Company Website:
http://www.pactiv.com
LAKE FOREST, Ill. -- (Business Wire)
Pactiv Corporation (NYSE: PTV), a leader in the consumer and foodservice
packaging markets, announced today that it was extending the expiration
time of its cash tender offer and consent solicitation relating to its
6.400% Notes due 2018 (the “2018 Notes”). The tender offer and consent
solicitation for Pactiv’s 2018 Notes, which had been scheduled to expire
at 5:00 p.m. New York City time on November 14, 2010, will now expire at
12:01 a.m. New York City time on November 16, 2010, unless extended or
earlier terminated. The terms of the tender offer and consent
solicitation otherwise remain as set forth in the offer to purchase and
consent solicitation statement that Pactiv previously distributed to the
holders of the 2018 Notes.
As of 5:00 p.m., New York City time, on November 12, 2010, holders of
(i) approximately $234,336,000 of aggregate principal amount of 2018
Notes had validly tendered their 2018 Notes with the related consents
delivered and (ii) approximately $385,000 of aggregate principal amount
of 2018 Notes had validly delivered their consents without tendering
their 2018 Notes.
The tender offer and consent solicitation for Pactiv’s 2018 Notes is
being conducted in connection with the pending acquisition of Pactiv by
Reynolds Group Holdings Limited (“Reynolds Group”). The tender offer and
consent solicitation for Pactiv’s 2018 Notes is conditioned on
consummation of the merger transaction, which is itself subject to
customary closing conditions, including approval by Pactiv’s
stockholders. The special meeting of Pactiv stockholders to consider and
vote upon a proposal to adopt the merger agreement with Reynolds Group
and approve the transactions contemplated thereby will be held on
November 15, 2010, at 3:00 p.m. Chicago time.
As Pactiv intends for the date of settlement to coincide with the
closing of the merger transaction, Pactiv will extend the expiration
time for the tender offer and consent solicitation for its 2018 Notes
and, consequently, the final acceptance date for tenders as necessary
for this to occur.
Pactiv reserves the right to terminate or amend in any respect the
tender offer and consent solicitation for its 2018 Notes.
Pactiv has engaged Credit Suisse Securities (USA) LLC (“Credit Suisse”)
as Dealer Manager for the tender offer and as Solicitation Agent for the
consent solicitation. Persons with questions regarding the tender offer
and consent solicitation for the Pactiv 2018 Notes should contact Credit
Suisse at (800) 820-1653 (toll free) or (212) 538-2147 (collect).

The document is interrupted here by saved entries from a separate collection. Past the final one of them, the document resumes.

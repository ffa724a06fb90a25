pub mod features;
pub mod lexicon;
pub mod signals;
pub mod text;
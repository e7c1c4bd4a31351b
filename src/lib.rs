//! IDEC - message model and wire-format codec for the IDEC echo network
//!
//! IDEC nodes exchange plain-text messages over HTTP. Each message is a
//! fixed sequence of newline-delimited fields, shipped as base64 and
//! addressed by a content hash that every node must reproduce exactly.
//! This crate parses, validates, composes and addresses those messages;
//! fetching and posting them is left to the caller.
//!
//! # Quick Start
//!
//! ```rust
//! use idec::{Message, PointMessage};
//!
//! // Encode what a point submits; the node parses it back unchanged
//! let draft = PointMessage::new("ii.test.14", "All", "Hello", "\nFirst post");
//! let point = PointMessage::parse(&draft.encode())?;
//! assert_eq!(point, draft);
//! point.validate()?;
//!
//! // Bundle it at a given time; the transport fills `from` and `address`
//! let mut msg = Message::bundle(&point, 1_551_689_766)?;
//! msg.from = "Difrex".into();
//! msg.address = "dynamic,1".into();
//!
//! // Its ID is what replies put in `@repto:`
//! let id = msg.id();
//! assert_eq!(id.as_str().len(), idec::ID_LEN);
//! # Ok::<(), idec::Error>(())
//! ```
//!
//! # Features
//!
//! - **Point messages** - parsing, validation and canonical text
//! - **Bundled messages** - parsing, composing and re-encoding
//! - **Message IDs** - SHA-256 content addressing
//! - **Node listings** - echo lists, echo indexes and message bundles

#![warn(missing_docs)]
#![warn(clippy::all)]
#![warn(clippy::pedantic)]
#![allow(clippy::missing_errors_doc)]
#![allow(clippy::missing_panics_doc)]

pub mod protocol;

pub use protocol::{
    DecodeError, Echo, Error, ID_LEN, IndexEntry, Message, MsgId, PointMessage, REPTO_MARKER,
    RawMessage, Result, Tags, ValidationError, make_bundled_message, make_msg_id,
    parse_echo_index, parse_echo_list, parse_message_bundle, parse_repto_field,
};

/// IDEC protocol revision implemented
pub const VERSION: &str = "ii/ok";
//! Point messages (user-submitted, not yet bundled)
//!
//! # Format
//!
//! ```text
//! <echo>
//! <to>
//! <subject>
//!
//! [@repto:<id> | first body line]
//! <body...>
//! ```

use std::fmt;

use tracing::{debug, trace};

use super::codec::{decode_escaped_blob, encode_blob};
use super::{Error, ID_LEN, POINT_MESSAGE_MIN_LINES, REPTO_MARKER, Result, ValidationError};

/// Message as submitted by a point (user station)
#[derive(Debug, Clone, Default, PartialEq, Eq)]
#[cfg_attr(feature = "serde", derive(serde::Serialize, serde::Deserialize))]
pub struct PointMessage {
    /// Target echo conference
    pub echo: String,
    /// Recipient, usually `"All"`
    pub to: String,
    /// Subject
    pub subg: String,
    /// Separator line, must stay empty
    pub empty_line: String,
    /// ID of the message replied to, empty if none
    pub repto: String,
    /// Message text
    pub body: String,
}

impl PointMessage {
    /// Create a new top-level point message
    pub fn new(
        echo: impl Into<String>,
        to: impl Into<String>,
        subg: impl Into<String>,
        body: impl Into<String>,
    ) -> Self {
        Self {
            echo: echo.into(),
            to: to.into(),
            subg: subg.into(),
            empty_line: String::new(),
            repto: String::new(),
            body: body.into(),
        }
    }

    /// Turn into a reply to `repto`
    #[must_use]
    pub fn with_repto(mut self, repto: impl Into<String>) -> Self {
        self.repto = repto.into();
        self
    }

    /// Parse a submitted blob
    ///
    /// The blob is URL-unescaped, then base64-decoded.
    ///
    /// # Errors
    ///
    /// Returns an error if:
    /// - The blob cannot be unescaped or decoded
    /// - The text has fewer than six lines
    pub fn parse(blob: &str) -> Result<Self> {
        let text = decode_escaped_blob(blob)?;
        Self::from_text(&text)
    }

    /// Parse already decoded message text
    ///
    /// When line 4 contains the `@repto:` marker anywhere it becomes
    /// `repto` (see [`parse_repto_field`]) and never reaches the body;
    /// otherwise it is the first body line. The body keeps the leading
    /// newline the line join produces.
    pub fn from_text(text: &str) -> Result<Self> {
        let lines: Vec<&str> = text.split('\n').collect();
        if lines.len() < POINT_MESSAGE_MIN_LINES {
            debug!(lines = lines.len(), "rejecting point message: too short");
            return Err(Error::MalformedMessage {
                needed: POINT_MESSAGE_MIN_LINES,
                got: lines.len(),
            });
        }

        let mut body = String::new();
        for line in &lines[5..] {
            body.push('\n');
            body.push_str(line);
        }

        let (repto, body) = if lines[4].contains(REPTO_MARKER) {
            (parse_repto_field(lines[4]).to_owned(), body)
        } else {
            (String::new(), format!("{}\n{body}", lines[4]))
        };

        let message = Self {
            echo: lines[0].trim_matches(' ').to_owned(),
            to: lines[1].to_owned(),
            subg: lines[2].to_owned(),
            empty_line: lines[3].to_owned(),
            repto,
            body,
        };
        trace!(echo = %message.echo, repto = %message.repto, "parsed point message");

        Ok(message)
    }

    /// Check field invariants, reporting the first violation
    ///
    /// Checked in order: echo, to, subject, separator line, repto length,
    /// body.
    pub fn validate(&self) -> Result<()> {
        self.first_violation().map_or(Ok(()), |violation| {
            debug!(echo = %self.echo, %violation, "point message failed validation");
            Err(Error::Validation(violation))
        })
    }

    fn first_violation(&self) -> Option<ValidationError> {
        if self.echo.is_empty() {
            return Some(ValidationError::EmptyEcho);
        }
        if self.to.is_empty() {
            return Some(ValidationError::EmptyTo);
        }
        if self.subg.is_empty() {
            return Some(ValidationError::EmptySubg);
        }
        if !self.empty_line.is_empty() {
            return Some(ValidationError::NonEmptySeparator);
        }
        let repto_len = self.repto.chars().count();
        if repto_len != 0 && repto_len != ID_LEN {
            return Some(ValidationError::ReptoLength {
                expected: ID_LEN,
                got: repto_len,
            });
        }
        if self.body.is_empty() {
            return Some(ValidationError::EmptyBody);
        }
        None
    }

    /// Base64 of the submission text, ready to be posted to a node
    ///
    /// Line 4 is `@repto:<id>` for a reply. A top-level message keeps its
    /// first body line there when the body has the `<first>\n\n<rest>`
    /// shape unmarked messages parse to; otherwise an empty `@repto:`
    /// marker is written. [`PointMessage::parse`] reads the blob back
    /// unchanged for every body it can produce itself. Any other body
    /// comes back with a leading newline.
    #[must_use]
    pub fn encode(&self) -> String {
        encode_blob(&self.submission_text())
    }

    fn submission_text(&self) -> String {
        let head = format!("{}\n{}\n{}\n", self.echo, self.to, self.subg);

        if self.repto.is_empty() {
            if let Some((first, after)) = self.body.split_once('\n') {
                if let Some(rest) = after.strip_prefix('\n') {
                    if !first.contains(REPTO_MARKER) {
                        return format!("{head}\n{first}\n{rest}");
                    }
                }
            }
        }

        let rest = self.body.strip_prefix('\n').unwrap_or(&self.body);
        format!("{head}\n{REPTO_MARKER}{}\n{rest}", self.repto)
    }
}

/// Strip the `@repto:` marker from a raw line 4
///
/// Only the exact marker prefix is removed, so IDs starting with any of
/// its characters survive intact. A line with text before the marker is
/// returned whole (trimmed) and fails [`PointMessage::validate`] unless it
/// happens to be [`ID_LEN`] characters long.
#[must_use]
pub fn parse_repto_field(field: &str) -> &str {
    let field = field.trim();
    field.strip_prefix(REPTO_MARKER).unwrap_or(field)
}

impl fmt::Display for PointMessage {
    fn fmt(&self, f: &mut fmt::Formatter<'_>) -> fmt::Result {
        write!(
            f,
            "{}\n{}\n{}\n\n{}\n{}",
            self.echo, self.to, self.subg, self.repto, self.body
        )
    }
}
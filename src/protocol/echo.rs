//! Echo directory listing (`list.txt`)

use tracing::debug;

use super::{Error, Result};

/// One echo conference in a node's directory
#[derive(Debug, Clone, Default, PartialEq, Eq)]
#[cfg_attr(feature = "serde", derive(serde::Serialize, serde::Deserialize))]
pub struct Echo {
    /// Echo name, e.g. `ii.test.14`
    pub name: String,
    /// Number of messages
    pub count: u64,
    /// Free-text description
    pub description: String,
}

/// Parse a `name:count:description` listing
///
/// Scanning stops at the first line without a colon, which is how the
/// trailing blank line is skipped. The description is the third field only;
/// text after a further colon is dropped.
///
/// # Errors
///
/// Returns [`Error::Format`] if a count is not a non-negative integer.
pub fn parse_echo_list(list: &str) -> Result<Vec<Echo>> {
    let mut echoes = Vec::new();

    for (line_no, line) in list.split('\n').enumerate() {
        let fields: Vec<&str> = line.split(':').collect();
        if fields.len() < 2 {
            break;
        }

        let count = fields[1].parse::<u64>().map_err(|err| {
            debug!(line = line_no, count = fields[1], "rejecting echo list: bad count");
            Error::Format {
                line: line_no,
                reason: format!("echo count {:?}: {err}", fields[1]),
            }
        })?;

        echoes.push(Echo {
            name: fields[0].to_owned(),
            count,
            description: fields.get(2).copied().unwrap_or_default().to_owned(),
        });
    }

    Ok(echoes)
}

Requests for copies of the offer to purchase and consent solicitation
statement or other tender offer materials may be directed to D.F. King &
Co., Inc., the Information Agent, at (800) 714-3312 (toll free) or (212)
269-5550 (collect).
This news release is for informational purposes only and does not
constitute an offer to buy or the solicitation of an offer to sell
Pactiv’s 6.400% Notes due 2018. The tender offer and consent
solicitation for Pactiv’s 2018 Notes is being made only pursuant to the
offer to purchase and consent solicitation statement, consent and letter
of transmittal and related materials that Pactiv previously distributed
to noteholders. Noteholders and investors should read carefully the
offer to purchase and consent solicitation statement, consent and letter
of transmittal and related materials because they contain important
information, including the various terms of and conditions to the tender
offer and consent solicitation for Pactiv’s 2018 Notes.
Important Information
In connection with its proposed merger with a subsidiary of Reynolds
Group, Pactiv filed a definitive proxy statement with the Securities and
Exchange Commission (the “SEC”) on October 15, 2010. INVESTORS AND
STOCKHOLDERS OF PACTIV ARE URGED TO READ THE DEFINITIVE PROXY STATEMENT,
AS WELL AS ANY OTHER RELEVANT DOCUMENTS FILED WITH THE SEC AS THEY
BECOME AVAILABLE BECAUSE THEY CONTAIN AND WILL CONTAIN IMPORTANT
INFORMATION ABOUT PACTIV AND THE PROPOSED MERGER. The definitive proxy
statement in connection with the proposed merger has been mailed to the
stockholders of Pactiv. The definitive proxy statement, other relevant
materials (when they become available), and any other documents filed by
Pactiv with the SEC, may be obtained, without charge, from the SEC’s
website at www.sec.gov
or by request to Pactiv Corporation, Attention Corporate Secretary, 1900
W. Field Court, Lake Forest, IL 60045; 866-456-5439; www.pactiv.com.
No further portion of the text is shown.